Entertainment

Bette Davis & Her Husband Had A Showmance

by Sage Young
20th Century Fox

Old Hollywood is about to have its dirty laundry aired by modern TV. Ryan Murphy's next anthology series Feud premieres Mar. 5 on FX. The first season, Bette And Joan, casts Jessica Lange and Susan Sarandon as Joan Crawford and Bette Davis: peers, superstars, and mortal enemies. Both actors were famous for their larger than life personalities and their rather creative ways of undermining one another. But their feud is just one aspect of their lives that makes both Crawford and Davis interesting. For example, did you know that one of Davis' most famous roles resulted in a marriage? Bette Davis' husband Gary Merrill starred opposite her in All About Eve.

The drama about a fame-hungry ingenue who circles like a buzzard while a stage star's career winds down came out in 1950. Anne Baxter (Eve, the ingenue) and Davis (Margo, the established star) were both nominated for the Leading Actress Oscar that year. (Neither won, though the movie took home six Academy Awards total.) Gary Merrill played Bill Simpson, the fiance Eve attempts to seduce away from Margo. In reality, the actors playing those parts grew closer during the filming. Merrill passed away in 1990. And according to his obituary in The Washington Post, Merrill married Davis the same year that they met and on the same day his divorce from his first wife Barbara Leeds was finalized. Davis and Merrill shared the screen in a few more films after they made it official.

Classic Flix

The All About Eve role came about just a few years into his career. Merrill had worked on stage before World War II began, and he appeared in the film Winged Victory while he was still actively serving in the military. Though he's credited in more than 40 films and was one of the first actors to portray Batman (in a Superman radio drama), Merrill's comments on the profession indicate that Davis was the more dedicated actor in the family. The Washington Post quotes Merrill's 1988 autobiography, in which he wrote: "I had no drive, really. I just like to get by and have fun."

The actor titled his autobiography Bette, Rita and the Rest of My Life in acknowledgment of his two Hollywood loves. According to The New York Times, Davis and Merrill adopted a son and a daughter and then divorced in 1960. After their break-up, Merrill became involved with another iconic film beauty: Rita Hayworth. They never married.

In a 2001 Vanity Fair article, producer William Frye recounted some of his more tumultuous experiences with Davis. The piece characterizes Merrill and Davis' relationship as passionate but fraught. Frye wrote about an introduction he attempted to make between Davis and director Herschel Daugherty over dinner. Davis objected to Daugherty pointing his finger at her while making a statement, and she allegedly made a scene. "Bette’s husband, Gary Merrill, simply stood up and left," Frye wrote. "No 'Good night,' nothing. He just walked out, muttering, 'I’ve had it.'" Another time, Frye claimed that Davis couldn't come in to film because she and Merrill had had a row the night before that spilled outside of their house, where she bruised her face on their gravel driveway.

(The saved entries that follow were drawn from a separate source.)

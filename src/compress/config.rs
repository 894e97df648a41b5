//! Compression parameters: format constants, per-level tuning, and options.

use crate::error::{Error, Result};

/// Longest match DEFLATE can express.
pub const MAX_MATCH: usize = 258;
/// Shortest match worth emitting.
pub const MIN_MATCH: usize = 3;

/// log2 of the LZ77 window size.
pub const MAX_WBITS: u32 = 15;
/// LZ77 window size (32 KiB). The sliding buffer holds two of these.
pub const WSIZE: usize = 1 << MAX_WBITS;
/// Mask for indexing the `prev` chain table.
pub const WMASK: usize = WSIZE - 1;

const DEFAULT_MEM_LEVEL: u32 = 8;

/// Width of the rolling 3-byte hash.
pub const HASH_BITS: u32 = DEFAULT_MEM_LEVEL + 7;
/// Entries in the `head` table.
pub const HASH_SIZE: usize = 1 << HASH_BITS;
/// Mask applied to every hash value.
pub const HASH_MASK: usize = HASH_SIZE - 1;
/// Shift per byte so that a hash covers exactly `MIN_MATCH` bytes.
pub const HASH_SHIFT: u32 = (HASH_BITS + MIN_MATCH as u32 - 1) / MIN_MATCH as u32;

/// Lookahead that guarantees a full-length match can be examined.
pub const MIN_LOOKAHEAD: usize = MAX_MATCH + MIN_MATCH + 1;
/// Farthest match distance that keeps the lookahead inside the window.
pub const MAX_DIST: usize = WSIZE - MIN_LOOKAHEAD;

/// Initial capacity of the pending output buffer.
pub const PENDING_BUF_SIZE: usize = 1 << (DEFAULT_MEM_LEVEL + 8);
/// Largest stored block payload.
pub const MAX_BLOCK_SIZE: usize = 65535;

/// Number of tokens tallied before a block is forced out.
pub const TALLY_BUF_SIZE: usize = 1 << (DEFAULT_MEM_LEVEL + 6);

/// Length-3 matches farther than this are not worth their distance code.
pub const TOO_FAR: usize = 4096;

/// Highest compression level.
pub const MAX_LEVEL: u8 = 9;
/// Level used when none is given.
pub const DEFAULT_LEVEL: u8 = 6;

/// Smallest output staging buffer accepted by the zlib encoder.
pub const MIN_BUFFER_SIZE: usize = 512;
/// Default output staging buffer of the zlib encoder.
pub const DEFAULT_BUFFER_SIZE: usize = 4096;

const GOOD_LENGTH: [usize; 10] = [0, 4, 4, 4, 4, 8, 8, 8, 32, 32];
const MAX_LAZY: [usize; 10] = [0, 4, 5, 6, 4, 16, 16, 32, 128, 258];
const NICE_LENGTH: [usize; 10] = [0, 8, 16, 32, 16, 32, 128, 128, 258, 258];
const MAX_CHAIN: [usize; 10] = [0, 4, 8, 32, 16, 32, 128, 256, 1024, 4096];
const COMPR_FUNC: [u8; 10] = [0, 1, 1, 1, 1, 2, 2, 2, 2, 2];

/// How the match engine turns input into tokens.
#[derive(Debug, Clone, Copy, PartialEq, Eq)]
pub enum CompressionFunction {
    /// Raw copy into stored blocks.
    Stored,
    /// Greedy matching.
    Fast,
    /// Lazy matching with one token of lookahead.
    Slow,
}

impl TryFrom<u8> for CompressionFunction {
    type Error = Error;

    fn try_from(id: u8) -> Result<Self> {
        match id {
            0 => Ok(Self::Stored),
            1 => Ok(Self::Fast),
            2 => Ok(Self::Slow),
            other => Err(Error::UnknownCompressionFunction(other)),
        }
    }
}

/// Match-selection strategy, orthogonal to the level.
#[derive(Debug, Clone, Copy, PartialEq, Eq, Default)]
pub enum DeflateStrategy {
    /// Normal LZ77 + Huffman.
    #[default]
    Default,
    /// Drop short matches (length 5 or less) in favor of literals. Suits
    /// filtered image rows whose values are small and noisy.
    Filtered,
    /// Never search for matches; entropy-code literals only.
    HuffmanOnly,
}

/// Search parameters for one compression level.
#[derive(Debug, Clone, Copy, PartialEq, Eq)]
pub struct LevelParams {
    /// Matches at least this long cut the chain search to a quarter.
    pub good_length: usize,
    /// Fast strategy: longest match whose interior positions are hashed.
    pub max_lazy: usize,
    /// Stop searching once a match this long is found.
    pub nice_length: usize,
    /// Maximum hash-chain candidates examined.
    pub max_chain: usize,
    /// Token producer for the level.
    pub function: CompressionFunction,
}

impl LevelParams {
    /// Look up the parameters for `level` (0-9).
    pub fn for_level(level: u8) -> Result<Self> {
        if level > MAX_LEVEL {
            return Err(Error::InvalidArgument("compression level must be 0-9"));
        }
        let i = level as usize;
        Ok(Self {
            good_length: GOOD_LENGTH[i],
            max_lazy: MAX_LAZY[i],
            nice_length: NICE_LENGTH[i],
            max_chain: MAX_CHAIN[i],
            function: CompressionFunction::try_from(COMPR_FUNC[i])?,
        })
    }
}

impl Default for LevelParams {
    /// Parameters of [`DEFAULT_LEVEL`].
    fn default() -> Self {
        Self {
            good_length: 8,
            max_lazy: 16,
            nice_length: 128,
            max_chain: 128,
            function: CompressionFunction::Slow,
        }
    }
}

/// Options for [`ZlibEncoder`](crate::compress::zlib::ZlibEncoder) and
/// [`Deflater`](crate::compress::deflate::Deflater).
#[derive(Debug, Clone, Copy, PartialEq, Eq)]
pub struct DeflateOptions {
    /// Compression level (0-9, default 6).
    pub level: u8,
    /// Match-selection strategy.
    pub strategy: DeflateStrategy,
    /// Size of the staging buffer the encoder drains output through.
    pub buffer_size: usize,
}

impl Default for DeflateOptions {
    fn default() -> Self {
        Self {
            level: DEFAULT_LEVEL,
            strategy: DeflateStrategy::Default,
            buffer_size: DEFAULT_BUFFER_SIZE,
        }
    }
}

impl DeflateOptions {
    /// Speed-focused preset.
    pub fn fast() -> Self {
        Self {
            level: 2,
            ..Self::default()
        }
    }

    /// Balanced preset (same as the default).
    pub fn balanced() -> Self {
        Self::default()
    }

    /// Highest compression preset; slowest.
    pub fn max_compression() -> Self {
        Self {
            level: MAX_LEVEL,
            ..Self::default()
        }
    }

    /// Set the compression level.
    pub fn with_level(mut self, level: u8) -> Self {
        self.level = level;
        self
    }

    /// Set the match-selection strategy.
    pub fn with_strategy(mut self, strategy: DeflateStrategy) -> Self {
        self.strategy = strategy;
        self
    }

    /// Set the staging buffer size (512 bytes minimum).
    pub fn with_buffer_size(mut self, buffer_size: usize) -> Self {
        self.buffer_size = buffer_size;
        self
    }

    /// Check that the level and buffer size are usable.
    pub fn validate(&self) -> Result<()> {
        if self.level > MAX_LEVEL {
            return Err(Error::InvalidArgument("compression level must be 0-9"));
        }
        if self.buffer_size < MIN_BUFFER_SIZE {
            return Err(Error::InvalidArgument("buffer size must be at least 512"));
        }
        Ok(())
    }
}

Long after their divorce, Merrill publicly defended Davis. According to The Washington Post obituary, he "paraded outside a bookstore with a sign urging shoppers not to buy My Mother's Keeper, a critical biography of Davis by her daughter." Davis sent him a note of gratitude; it was their first communication in 15 years.

In addition to his film work, Merrill was also politically active. The same New York Times piece states that he participated in the march for civil rights from Selma to Montgomery in Alabama in 1965 and even ran for Congress in Maine in the 1968 primaries.

Davis might have been the brighter star, but her husband Gary Merrill also had a long and respectable show business career.